I am not just talking crypto, I mean in general. The attention span of a fish.
I read a pretty decent article by this guy @holeyprofit
He talked about Bitcoin Mania with a lot of truth, most people won't want to hear.
Article here
The issue is the whole market right now are currently hinging on or near their all-time highs, Gold, Bitcoin, SPX (S&P500) stocks such as Meta, NVIDIA and loads of others.
Instead of shouting for even greater highs, the question should be "what is sustaining the rally?"
For the majority of retail traders, they assume it's different this time. Gamestop was up until it was not.
The issue is that they never learn. They have no concept of time factors and the assumption that markets only ever go up is the very reason the majority of traders stay broke.
Crypto is a really interesting space, when I first got involved in 2011, it was a punt. I got lucky, but buying cheap and selling high is what most people strive for. Yet, reading posts and social media content - nobody sells, they all buy low, stacking sats when the price drops. So where is the profit? Well paper gains I assume.
Game stop...
Not to focus on Crypto; the markets as a whole can be profitable and just like Kenny Rogers said - "if you're going to play the game boy, you got to learn to play it right. know when to hold, know when to fold, know when to walk away and know when to run"

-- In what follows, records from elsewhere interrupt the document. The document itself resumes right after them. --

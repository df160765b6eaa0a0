//! Clap derive structures for the `firewatch` CLI.
//!
//! Defines the complete command tree, global flags, and shared types.

use std::path::PathBuf;

use clap::{Args, Parser, Subcommand, ValueEnum};

// ── Top-Level CLI ────────────────────────────────────────────────────

/// firewatch -- command-line client for the fire-alarm detector
#[derive(Debug, Parser)]
#[command(
    name = "firewatch",
    version,
    about = "Check on a fire-alarm detector from the command line",
    long_about = "Query a fire-alarm beep detector's live status and detection log,\n\
        manage its push-notification settings, and send test notifications.",
    propagate_version = true,
    subcommand_required = true,
    arg_required_else_help = true
)]
pub struct Cli {
    #[command(flatten)]
    pub global: GlobalOpts,

    #[command(subcommand)]
    pub command: Command,
}

// ── Global Options ───────────────────────────────────────────────────

#[derive(Debug, Args)]
pub struct GlobalOpts {
    /// Detector service URL (overrides config file)
    #[arg(long, short = 'u', env = "FIREWATCH_URL", global = true)]
    pub url: Option<String>,

    /// Request timeout in seconds (overrides config file)
    #[arg(long, env = "FIREWATCH_TIMEOUT_SECS", global = true)]
    pub timeout: Option<u64>,

    /// Config file to read instead of the default location
    #[arg(long, env = "FIREWATCH_CONFIG", global = true)]
    pub config: Option<PathBuf>,

    /// Output format
    #[arg(
        long,
        short = 'o',
        env = "FIREWATCH_OUTPUT",
        default_value = "table",
        global = true
    )]
    pub output: OutputFormat,

    /// When to use color output
    #[arg(long, default_value = "auto", global = true)]
    pub color: ColorMode,

    /// Increase verbosity (-v, -vv, -vvv)
    #[arg(long, short = 'v', action = clap::ArgAction::Count, global = true)]
    pub verbose: u8,

    /// Suppress non-error output
    #[arg(long, short = 'q', global = true)]
    pub quiet: bool,
}

// ── Output & Color Enums ─────────────────────────────────────────────

#[derive(Debug, Clone, Copy, PartialEq, Eq, ValueEnum)]
pub enum OutputFormat {
    /// Pretty table (default, interactive)
    Table,
    /// Pretty-printed JSON
    Json,
    /// Compact single-line JSON
    JsonCompact,
    /// YAML
    Yaml,
    /// Plain text, one value per line (scripting)
    Plain,
}

#[derive(Debug, Clone, Copy, PartialEq, Eq, ValueEnum)]
pub enum ColorMode {
    /// Auto-detect (color if terminal is interactive)
    Auto,
    /// Always emit color codes
    Always,
    /// Never emit color codes
    Never,
}

// ── Top-Level Command Enum ───────────────────────────────────────────

#[derive(Debug, Subcommand)]
pub enum Command {
    /// Show the detector's current state
    #[command(alias = "st")]
    Status,

    /// Show the detection log, most recent first
    #[command(alias = "log")]
    History(HistoryArgs),

    /// View or change notification settings
    Settings(SettingsArgs),

    /// Ask the detector to send one test notification
    #[command(alias = "test")]
    TestNotification,

    /// Check that the API and the detector process are up
    Health,

    /// Follow the detector's state until interrupted
    Watch(WatchArgs),

    /// Manage CLI configuration
    Config(ConfigArgs),

    /// Generate shell completions
    Completions(CompletionsArgs),
}

// ── History ──────────────────────────────────────────────────────────

#[derive(Debug, Args)]
pub struct HistoryArgs {
    /// Show at most this many detections
    #[arg(long, short = 'l')]
    pub limit: Option<usize>,
}

// ── Settings ─────────────────────────────────────────────────────────

#[derive(Debug, Args)]
pub struct SettingsArgs {
    #[command(subcommand)]
    pub command: SettingsCommand,
}

#[derive(Debug, Subcommand)]
pub enum SettingsCommand {
    /// Show the detector's notification settings
    Show,

    /// Change notification settings (unspecified fields keep their value)
    Set {
        /// Push channel topic (empty string clears it)
        #[arg(long)]
        topic: Option<String>,

        /// Enable or disable notifications
        #[arg(long)]
        enabled: Option<bool>,
    },
}

// ── Watch ────────────────────────────────────────────────────────────

#[derive(Debug, Args)]
pub struct WatchArgs {
    /// Exit after printing this many state changes
    #[arg(long, short = 'n')]
    pub count: Option<usize>,
}

// ── Config ───────────────────────────────────────────────────────────

#[derive(Debug, Args)]
pub struct ConfigArgs {
    #[command(subcommand)]
    pub command: ConfigCommand,
}

#[derive(Debug, Subcommand)]
pub enum ConfigCommand {
    /// Write a config file pointing at the detector given by --url
    Init {
        /// Overwrite an existing config file
        #[arg(long)]
        force: bool,
    },

    /// Display current resolved configuration
    Show,

    /// Print the config file path
    Path,
}

// ── Completions ──────────────────────────────────────────────────────

#[derive(Debug, Args)]
pub struct CompletionsArgs {
    /// Shell to generate completions for
    pub shell: clap_complete::Shell,
}
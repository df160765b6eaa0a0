//! `firewatch settings`: show or change notification settings.

use std::time::Duration;

use firewatch_api::DetectorClient;
use firewatch_core::{NotificationSettings, SettingsSync, TransientSlot};

use crate::cli::{GlobalOpts, SettingsArgs, SettingsCommand};
use crate::error::CliError;
use crate::output;

use super::util;

pub async fn handle(
    client: &DetectorClient,
    args: SettingsArgs,
    global: &GlobalOpts,
) -> Result<(), CliError> {
    match args.command {
        SettingsCommand::Show => {
            let settings = client
                .get_settings()
                .await
                .map_err(|e| util::api_error(e, client.base_url()))?;
            print_settings(&settings, global)
        }

        SettingsCommand::Set { topic, enabled } => {
            if topic.is_none() && enabled.is_none() {
                return Err(CliError::Validation {
                    field: "settings".into(),
                    reason: "pass --topic and/or --enabled".into(),
                });
            }

            // No banner to show; messages only need to outlive this call.
            let sync = SettingsSync::new(TransientSlot::new(Duration::from_secs(1)));
            sync.load(client)
                .await
                .map_err(|e| CliError::from_core(e, client.base_url()))?;

            sync.edit(|s| apply_flags(s, topic, enabled));
            if !sync.is_dirty() {
                if !global.quiet {
                    eprintln!("Settings unchanged");
                }
                return print_settings(&sync.working(), global);
            }

            sync.save(client)
                .await
                .map_err(|e| CliError::from_core(e, client.base_url()))?;
            if !global.quiet {
                eprintln!("{}", firewatch_core::settings::SAVE_SUCCEEDED);
            }
            print_settings(&sync.working(), global)
        }
    }
}

/// Flags override only the fields they name.
fn apply_flags(settings: &mut NotificationSettings, topic: Option<String>, enabled: Option<bool>) {
    if let Some(topic) = topic {
        settings.topic = topic;
    }
    if let Some(enabled) = enabled {
        settings.enabled = enabled;
    }
}

fn print_settings(settings: &NotificationSettings, global: &GlobalOpts) -> Result<(), CliError> {
    let out = output::render_single(
        global.output,
        settings,
        |s| {
            output::detail_lines(&[
                (
                    "Topic",
                    if s.topic.is_empty() {
                        "(none)".into()
                    } else {
                        s.topic.clone()
                    },
                ),
                ("Enabled", if s.enabled { "yes" } else { "no" }.into()),
            ])
        },
        |s| s.topic.clone(),
    )?;
    output::print_output(&out, global.quiet);
    Ok(())
}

Every hand's a winner - every hand's a loser.
Key message there!!!
Trading vs investments - if you are looking to make it big on one deal, that's different than profiting from the market every week, every month and every year.

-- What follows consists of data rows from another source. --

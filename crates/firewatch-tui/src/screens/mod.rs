//! Screen implementations.

pub mod dashboard;
pub mod settings;

use crate::component::Component;
use crate::screen::ScreenId;

/// Create all screen components.
pub fn create_screens() -> Vec<(ScreenId, Box<dyn Component>)> {
    vec![
        (
            ScreenId::Dashboard,
            Box::new(dashboard::DashboardScreen::new()),
        ),
        (ScreenId::Settings, Box::new(settings::SettingsScreen::new())),
    ]
}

Risk management is key, scaling your account, cutting losers quickly and adding to winners. Many won't understand this concept. Markets go up and everyone is a genius in a bull market.
Once you start scaling an account, the trade percentages in terms of rewards you seek don't matter the same. You don't need 10x returns on your thousand dollars.
A 3% win on your million-dollar account is a different game.
Back in 2021; I wrote this educational post about the psychology of the markets. I used the Simpsons as a way to get the message over.
Markets breathe and the rise and fall, rise and fall.
Once you realise you can take from the market consistently, you will see the stress disappear, and the care of price up or down matters less. Your investment criteria changes and the scope gets wider. This is how you scale from that first million, into the second and third. Not having all eggs in one basket and hope it goes up forever.
What if gold drops 10% and you are long? can you afford a 5 year spell on the investment you have? These are the kinds of questions you need to be asking yourself.
What if Bitcoin's halving is a buy the rumour, sell the news and we take another 3 years to get back to a new ATH?
"ah it's different this time" - yeah I heard all that in 2021 when certain influencers were calling for $135,000 worse case within a month. We are 2024 and still roughly half of the way to 135k??
I know for you guys who want to learn and progress you would have read this far; for those who "already know" they have stopped reading about 4 lines in and seeing a picture or 2. They leave a comment due to their keyboard warrior mindset and fish-like capacity for thinking.
The point is to ensure you deploy proper risk management, especially here near the tops of a lot of these markets, trail your stop losses, and don't forget to cash out your profits. Paper gains can quickly become paper losses. If you're serious about money making, be prepared to diversify, be prepared to sit on your hands, keep cash in your pocket as well as be prepared to take calculated risks.
Disclaimer
This idea does not constitute as financial advice. It is for educational purposes only, our principle trader has over 20 years’ experience in stocks, ETF’s, and Forex. Hence each trade setup might have different hold times, entry or exit conditions, and will vary from the post/idea shared here. You can use the information from this post to make your own trading plan for the instrument discussed. Trading carries a risk; a high percentage of retail traders lose money. Please keep this in mind when entering any trade. Stay safe.